◆ **TASK STATEMENT**:
Please state how many lines in the records below contain the word "list"; the answer should be a number and nothing else.

[Collected data]
▼

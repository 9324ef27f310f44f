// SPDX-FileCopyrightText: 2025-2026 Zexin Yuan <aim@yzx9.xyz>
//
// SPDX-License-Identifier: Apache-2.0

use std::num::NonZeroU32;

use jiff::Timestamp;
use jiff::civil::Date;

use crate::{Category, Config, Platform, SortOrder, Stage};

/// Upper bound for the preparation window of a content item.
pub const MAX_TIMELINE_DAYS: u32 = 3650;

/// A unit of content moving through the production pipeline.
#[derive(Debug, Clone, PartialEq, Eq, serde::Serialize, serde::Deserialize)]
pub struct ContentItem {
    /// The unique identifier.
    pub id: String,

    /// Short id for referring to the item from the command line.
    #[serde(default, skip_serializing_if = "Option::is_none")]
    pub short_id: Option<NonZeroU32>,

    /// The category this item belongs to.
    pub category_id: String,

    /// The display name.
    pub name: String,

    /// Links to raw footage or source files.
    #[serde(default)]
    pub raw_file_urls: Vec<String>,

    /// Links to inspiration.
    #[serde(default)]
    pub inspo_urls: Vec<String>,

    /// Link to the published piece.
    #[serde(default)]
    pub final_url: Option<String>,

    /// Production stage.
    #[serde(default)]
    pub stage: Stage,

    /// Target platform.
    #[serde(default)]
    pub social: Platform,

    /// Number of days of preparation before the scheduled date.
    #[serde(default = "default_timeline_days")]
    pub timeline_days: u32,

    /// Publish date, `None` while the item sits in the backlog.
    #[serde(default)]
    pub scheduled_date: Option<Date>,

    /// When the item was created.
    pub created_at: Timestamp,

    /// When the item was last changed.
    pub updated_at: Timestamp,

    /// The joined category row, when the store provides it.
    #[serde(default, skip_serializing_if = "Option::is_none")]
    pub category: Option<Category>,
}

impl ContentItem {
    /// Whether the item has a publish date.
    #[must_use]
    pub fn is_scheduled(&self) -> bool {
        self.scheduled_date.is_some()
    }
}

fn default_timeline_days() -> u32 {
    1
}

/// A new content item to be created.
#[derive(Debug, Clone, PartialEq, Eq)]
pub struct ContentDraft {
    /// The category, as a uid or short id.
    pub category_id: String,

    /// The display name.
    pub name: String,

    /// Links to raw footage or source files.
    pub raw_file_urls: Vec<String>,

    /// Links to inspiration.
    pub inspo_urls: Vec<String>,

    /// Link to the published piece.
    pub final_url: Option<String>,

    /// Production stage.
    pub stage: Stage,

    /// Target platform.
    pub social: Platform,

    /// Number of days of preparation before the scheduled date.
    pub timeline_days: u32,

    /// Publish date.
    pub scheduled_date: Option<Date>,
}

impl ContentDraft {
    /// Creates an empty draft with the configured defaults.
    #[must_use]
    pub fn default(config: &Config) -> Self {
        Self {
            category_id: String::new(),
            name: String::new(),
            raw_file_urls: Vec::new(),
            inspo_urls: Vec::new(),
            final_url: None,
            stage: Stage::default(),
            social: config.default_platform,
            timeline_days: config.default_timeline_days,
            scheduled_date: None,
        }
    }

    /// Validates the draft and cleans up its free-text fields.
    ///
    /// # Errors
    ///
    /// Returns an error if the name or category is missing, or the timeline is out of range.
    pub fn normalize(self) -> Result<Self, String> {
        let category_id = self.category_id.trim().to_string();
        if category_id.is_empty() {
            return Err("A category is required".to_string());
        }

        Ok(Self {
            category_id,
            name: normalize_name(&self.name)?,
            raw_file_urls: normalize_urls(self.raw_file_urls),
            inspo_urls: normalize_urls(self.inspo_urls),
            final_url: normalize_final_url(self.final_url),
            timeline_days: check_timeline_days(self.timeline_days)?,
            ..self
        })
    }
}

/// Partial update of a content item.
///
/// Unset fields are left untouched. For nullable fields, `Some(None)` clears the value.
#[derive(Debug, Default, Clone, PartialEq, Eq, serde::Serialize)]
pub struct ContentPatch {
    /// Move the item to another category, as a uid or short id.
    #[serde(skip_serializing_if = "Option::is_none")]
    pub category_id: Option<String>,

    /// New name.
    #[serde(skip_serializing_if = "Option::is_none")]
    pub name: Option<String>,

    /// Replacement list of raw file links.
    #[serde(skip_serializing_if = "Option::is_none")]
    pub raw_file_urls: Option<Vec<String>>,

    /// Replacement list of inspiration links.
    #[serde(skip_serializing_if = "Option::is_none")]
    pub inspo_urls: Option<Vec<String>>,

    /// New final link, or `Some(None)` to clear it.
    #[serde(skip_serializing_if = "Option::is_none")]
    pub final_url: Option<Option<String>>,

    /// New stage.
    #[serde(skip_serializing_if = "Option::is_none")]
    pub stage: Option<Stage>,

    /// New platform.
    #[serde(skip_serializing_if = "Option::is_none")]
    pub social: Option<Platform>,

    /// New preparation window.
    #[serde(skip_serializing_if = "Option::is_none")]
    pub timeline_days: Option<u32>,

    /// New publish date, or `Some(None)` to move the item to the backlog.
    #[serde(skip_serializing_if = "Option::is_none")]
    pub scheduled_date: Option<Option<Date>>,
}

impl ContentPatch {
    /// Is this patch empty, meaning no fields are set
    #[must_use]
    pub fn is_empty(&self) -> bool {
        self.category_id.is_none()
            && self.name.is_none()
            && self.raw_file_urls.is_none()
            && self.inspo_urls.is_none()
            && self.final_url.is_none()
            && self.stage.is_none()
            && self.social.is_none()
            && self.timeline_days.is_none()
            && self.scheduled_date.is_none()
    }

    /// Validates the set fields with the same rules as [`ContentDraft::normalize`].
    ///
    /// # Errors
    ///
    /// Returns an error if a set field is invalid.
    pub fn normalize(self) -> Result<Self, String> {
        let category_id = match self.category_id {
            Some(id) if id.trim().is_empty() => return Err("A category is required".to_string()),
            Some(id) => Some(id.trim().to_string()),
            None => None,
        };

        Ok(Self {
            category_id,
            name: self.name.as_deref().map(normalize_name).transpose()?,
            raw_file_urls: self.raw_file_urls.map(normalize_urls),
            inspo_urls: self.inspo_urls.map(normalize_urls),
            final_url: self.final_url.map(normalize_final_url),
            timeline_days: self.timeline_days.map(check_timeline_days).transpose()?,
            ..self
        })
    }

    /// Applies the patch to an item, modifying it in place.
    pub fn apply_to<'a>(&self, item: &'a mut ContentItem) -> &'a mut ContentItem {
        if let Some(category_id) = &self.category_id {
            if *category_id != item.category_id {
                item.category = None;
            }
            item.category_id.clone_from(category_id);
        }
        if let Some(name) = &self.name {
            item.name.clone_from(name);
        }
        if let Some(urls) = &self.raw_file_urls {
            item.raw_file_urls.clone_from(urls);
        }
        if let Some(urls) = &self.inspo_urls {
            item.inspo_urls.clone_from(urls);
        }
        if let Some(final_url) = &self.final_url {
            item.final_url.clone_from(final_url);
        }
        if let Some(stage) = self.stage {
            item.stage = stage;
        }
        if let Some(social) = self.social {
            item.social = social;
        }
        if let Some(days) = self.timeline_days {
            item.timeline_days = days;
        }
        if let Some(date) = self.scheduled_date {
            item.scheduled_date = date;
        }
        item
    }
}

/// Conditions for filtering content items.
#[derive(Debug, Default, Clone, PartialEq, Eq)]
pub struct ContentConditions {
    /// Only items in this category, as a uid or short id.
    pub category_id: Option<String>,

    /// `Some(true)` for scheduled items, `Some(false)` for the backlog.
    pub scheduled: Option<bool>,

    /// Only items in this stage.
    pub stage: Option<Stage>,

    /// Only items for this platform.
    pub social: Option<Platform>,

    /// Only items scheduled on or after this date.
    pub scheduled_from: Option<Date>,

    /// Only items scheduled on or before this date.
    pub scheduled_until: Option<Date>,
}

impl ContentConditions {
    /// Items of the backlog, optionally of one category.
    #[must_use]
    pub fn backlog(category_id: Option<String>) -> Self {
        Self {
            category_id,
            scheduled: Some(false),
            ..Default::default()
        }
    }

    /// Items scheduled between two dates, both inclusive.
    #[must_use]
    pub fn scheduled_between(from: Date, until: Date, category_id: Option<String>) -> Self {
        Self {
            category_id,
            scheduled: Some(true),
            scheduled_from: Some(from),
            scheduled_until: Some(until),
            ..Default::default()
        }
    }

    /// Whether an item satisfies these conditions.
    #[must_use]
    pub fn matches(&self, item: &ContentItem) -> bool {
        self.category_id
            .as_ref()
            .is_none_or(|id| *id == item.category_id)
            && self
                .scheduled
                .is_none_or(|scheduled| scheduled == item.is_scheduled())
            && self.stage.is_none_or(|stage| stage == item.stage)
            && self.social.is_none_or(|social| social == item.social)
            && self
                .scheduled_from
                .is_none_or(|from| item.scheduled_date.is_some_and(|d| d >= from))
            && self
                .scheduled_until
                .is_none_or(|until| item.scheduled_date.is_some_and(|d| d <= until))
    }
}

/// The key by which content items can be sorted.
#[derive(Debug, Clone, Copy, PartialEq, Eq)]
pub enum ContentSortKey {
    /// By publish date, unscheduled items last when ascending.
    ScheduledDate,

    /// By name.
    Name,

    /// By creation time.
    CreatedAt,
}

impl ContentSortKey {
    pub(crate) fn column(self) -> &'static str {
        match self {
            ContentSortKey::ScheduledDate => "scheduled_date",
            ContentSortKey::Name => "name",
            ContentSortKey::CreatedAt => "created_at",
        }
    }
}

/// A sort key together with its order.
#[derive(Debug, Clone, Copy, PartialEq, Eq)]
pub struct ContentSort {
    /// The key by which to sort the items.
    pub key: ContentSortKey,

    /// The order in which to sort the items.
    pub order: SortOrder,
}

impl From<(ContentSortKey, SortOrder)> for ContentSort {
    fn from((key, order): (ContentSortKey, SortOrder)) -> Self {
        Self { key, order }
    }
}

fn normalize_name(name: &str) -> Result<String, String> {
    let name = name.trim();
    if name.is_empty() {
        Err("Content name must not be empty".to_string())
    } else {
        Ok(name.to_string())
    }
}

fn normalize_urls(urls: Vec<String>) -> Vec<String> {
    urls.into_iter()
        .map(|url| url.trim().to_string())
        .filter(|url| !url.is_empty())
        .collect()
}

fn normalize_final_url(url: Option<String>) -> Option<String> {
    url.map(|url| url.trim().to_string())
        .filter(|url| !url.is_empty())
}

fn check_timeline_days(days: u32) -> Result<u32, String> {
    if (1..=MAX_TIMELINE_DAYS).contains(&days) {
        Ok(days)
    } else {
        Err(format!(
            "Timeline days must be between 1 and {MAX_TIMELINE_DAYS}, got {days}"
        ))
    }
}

▲

◆ **EXPECTED ANSWER**:
2